In recent years, various research has shown that there is a relationship between herpes and alzheimer's disease. However, as it is such a common virus (the same one that produces cold sores, HSV1), scientists have taken caution and wanted to investigate in depth this relationship to clarify the possible rear mechanism. And it seems that, in addition to knowing better and better, possible ways of treatment are being proposed.

This is what the researcher Ruth Itzhaki of the University of Oxford has done. In the journal Frontiers in Aging Neuroscience, the results obtained in this line of research have been reviewed and conclusions have been drawn. In the article’s title it confirms that the HSV1 virus is one of the main risk factors for Alzheimer’s (Corroboration of a Major Role for Herpes Simplex Virus Type 1 in Alzheimer’s Disease) and explains that it is related to a gene: Apolproteprotein E gene (APOE-).

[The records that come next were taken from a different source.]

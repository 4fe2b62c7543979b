//! Collectors for Linux `/proc` filesystem.
//!
//! This module provides parsers and collectors for reading system and process
//! information from the `/proc` virtual filesystem.

pub mod error;
pub mod parser;
pub mod process;
pub mod system;

pub use error::CollectError;
pub use parser::{CpuTimes, ParseError};
pub use process::ProcessCollector;
pub use system::SystemCollector;
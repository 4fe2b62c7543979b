//! Main collector that combines process and system collectors.
//!
//! `Collector` is the polling-friendly surface: every accessor returns a plain
//! value and degrades to an empty string, zero or empty vector when the
//! underlying file is missing, lacks the expected record, or is malformed.
//! Use `system()` / `process()` for the `Result`-returning layer.

use tracing::{debug, warn};

use crate::collector::config::ProcfsConfig;
use crate::collector::procfs::{CollectError, ProcessCollector, SystemCollector};
use crate::collector::traits::FileSystem;
use crate::model::{ProcessSnapshot, SystemSnapshot};

/// Converts a failed reading into its sentinel, logging why.
fn or_sentinel<T: Default>(what: &str, result: Result<T, CollectError>) -> T {
    match result {
        Ok(value) => value,
        Err(e) => {
            debug!(accessor = what, error = %e, "reading unavailable");
            T::default()
        }
    }
}

/// Best-effort accessor for system and per-process metrics.
pub struct Collector<F: FileSystem + Clone> {
    process_collector: ProcessCollector<F>,
    system_collector: SystemCollector<F>,
}

impl<F: FileSystem + Clone> Collector<F> {
    /// Creates a new collector.
    ///
    /// # Arguments
    /// * `fs` - Filesystem implementation (real or mock)
    /// * `config` - File locations and clock tick rate
    pub fn new(fs: F, config: ProcfsConfig) -> Self {
        Self {
            process_collector: ProcessCollector::new(fs.clone(), config.clone()),
            system_collector: SystemCollector::new(fs, config),
        }
    }

    /// The `Result`-returning system collector.
    pub fn system(&self) -> &SystemCollector<F> {
        &self.system_collector
    }

    /// The `Result`-returning process collector.
    pub fn process(&self) -> &ProcessCollector<F> {
        &self.process_collector
    }

    pub fn config(&self) -> &ProcfsConfig {
        self.system_collector.config()
    }

    // ---- system identity ----

    pub fn operating_system(&self) -> String {
        or_sentinel("operating_system", self.system_collector.operating_system())
    }

    pub fn kernel(&self) -> String {
        or_sentinel("kernel", self.system_collector.kernel())
    }

    /// PIDs currently present under the proc root.
    pub fn pids(&self) -> Vec<u32> {
        or_sentinel("pids", self.system_collector.pids())
    }

    // ---- memory, uptime, counters ----

    /// `(MemTotal - MemFree) / MemTotal`, or 0 when unavailable.
    pub fn memory_utilization(&self) -> f32 {
        or_sentinel("memory_utilization", self.system_collector.memory_utilization())
    }

    /// Seconds since boot.
    pub fn uptime(&self) -> u64 {
        or_sentinel("uptime", self.system_collector.uptime())
    }

    pub fn total_processes(&self) -> u64 {
        or_sentinel("total_processes", self.system_collector.total_processes())
    }

    pub fn running_processes(&self) -> u64 {
        or_sentinel("running_processes", self.system_collector.running_processes())
    }

    // ---- CPU accounting ----

    pub fn jiffies(&self) -> u64 {
        or_sentinel("jiffies", self.system_collector.jiffies())
    }

    pub fn active_jiffies(&self) -> u64 {
        or_sentinel("active_jiffies", self.system_collector.active_jiffies())
    }

    pub fn idle_jiffies(&self) -> u64 {
        or_sentinel("idle_jiffies", self.system_collector.idle_jiffies())
    }

    /// Raw tokens of the aggregate `cpu` line; empty when unavailable.
    pub fn cpu_utilization(&self) -> Vec<String> {
        or_sentinel("cpu_utilization", self.system_collector.cpu_utilization())
    }

    /// Jiffies used by `pid` and its reaped children.
    pub fn process_active_jiffies(&self, pid: u32) -> u64 {
        or_sentinel("process_active_jiffies", self.process_collector.active_jiffies(pid))
    }

    // ---- per-process ----

    pub fn command(&self, pid: u32) -> String {
        or_sentinel("command", self.process_collector.command(pid))
    }

    /// `VmSize` in kB as a decimal string.
    pub fn ram(&self, pid: u32) -> String {
        or_sentinel("ram", self.process_collector.ram(pid))
    }

    pub fn uid(&self, pid: u32) -> String {
        or_sentinel("uid", self.process_collector.uid(pid))
    }

    pub fn user(&self, pid: u32) -> String {
        or_sentinel("user", self.process_collector.user(pid))
    }

    /// Seconds since `pid` started.
    pub fn process_uptime(&self, pid: u32) -> u64 {
        or_sentinel("process_uptime", self.process_collector.uptime(pid))
    }

    // ---- snapshots ----

    /// Collects all system-wide readings.
    pub fn system_snapshot(&self) -> SystemSnapshot {
        SystemSnapshot {
            operating_system: self.operating_system(),
            kernel: self.kernel(),
            memory_utilization: self.memory_utilization(),
            uptime_secs: self.uptime(),
            total_processes: self.total_processes(),
            running_processes: self.running_processes(),
            cpu: or_sentinel("cpu_times", self.system_collector.cpu_times()),
        }
    }

    /// Collects all readings for one process.
    ///
    /// Returns `None` if the process has no readable `stat` file, i.e. it is gone.
    pub fn process_snapshot(&self, pid: u32) -> Option<ProcessSnapshot> {
        let stat = match self.process_collector.stat(pid) {
            Ok(stat) => stat,
            Err(e) if e.is_unavailable() => return None,
            Err(e) => {
                warn!(pid, error = %e, "failed to parse process stat");
                return None;
            }
        };

        Some(ProcessSnapshot {
            pid,
            user: self.user(pid),
            uid: self.uid(pid),
            command: self.command(pid),
            ram_kb: self.ram(pid),
            uptime_secs: self.process_uptime(pid),
            active_jiffies: stat.active_jiffies(),
        })
    }

    /// Collects snapshots for every process.
    ///
    /// Processes that disappear during collection are silently skipped.
    pub fn process_snapshots(&self) -> Vec<ProcessSnapshot> {
        self.pids()
            .into_iter()
            .filter_map(|pid| self.process_snapshot(pid))
            .collect()
    }
}
//! Abstractions for filesystem access to enable testing and mocking.
//!
//! The `FileSystem` trait allows the collectors to work with both the real `/proc`
//! filesystem on Linux and mock implementations for testing on macOS or in CI.

use std::io;
use std::path::{Path, PathBuf};

/// Abstraction for filesystem operations.
///
/// Every accessor reads whole files through this trait, so no file handle
/// outlives a single call.
pub trait FileSystem: Send + Sync {
    /// Reads the entire contents of a file as a string.
    ///
    /// Invalid UTF-8 is replaced rather than rejected, since `/proc` files such
    /// as `cmdline` may carry arbitrary argument bytes.
    fn read_to_string(&self, path: &Path) -> io::Result<String>;

    /// Checks if a path is a directory.
    fn is_dir(&self, path: &Path) -> bool;

    /// Lists entries in a directory.
    ///
    /// # Returns
    /// A vector of paths to entries in the directory, or an I/O error.
    fn read_dir(&self, path: &Path) -> io::Result<Vec<PathBuf>>;
}

/// Real filesystem implementation that delegates to `std::fs`.
///
/// Use this in production to read from the actual `/proc` filesystem, or from
/// an on-disk fixture directory in tests.
#[derive(Debug, Default, Clone, Copy)]
pub struct RealFs;

impl RealFs {
    /// Creates a new `RealFs` instance.
    pub fn new() -> Self {
        Self
    }
}

impl FileSystem for RealFs {
    fn read_to_string(&self, path: &Path) -> io::Result<String> {
        let bytes = std::fs::read(path)?;
        Ok(String::from_utf8_lossy(&bytes).into_owned())
    }

    fn is_dir(&self, path: &Path) -> bool {
        path.is_dir()
    }

    fn read_dir(&self, path: &Path) -> io::Result<Vec<PathBuf>> {
        let entries = std::fs::read_dir(path)?;
        let mut paths = Vec::new();
        for entry in entries {
            paths.push(entry?.path());
        }
        Ok(paths)
    }
}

Herpes is a virus that we almost all have (even in lethargy), but those who have this gene have much more serious effects when the infection is activated, even in the brain. Furthermore, studies have suggested that hsv1 is one of the agents causing the accumulation of < -amyloids and plaques. Thus, in people with the gene and virus in the brain, the risk of developing alzheimer's is 12 times higher than in people who do not have either one or the other.

In view of all this, the researcher proposes that antiviral drugs can be effective in treating Alzheimer's disease. In fact, an article published in 2011 explained that a drug used to treat herpes, aciklobir, prevents duplicating the DNA of the HSV1 virus and reduces the accumulation of beta-amyloids in cell cultures. Now, in April 2018, in Taiwan, the first large-scale study (with 33,500 people) has been conducted, with hopeful results concluding that treatment against herpes reduces the risk of developing alzheimer's disease.

Therefore, although the case-effect relationship is not yet clear, they are clear that it exists and that to some extent it can lead to treatment.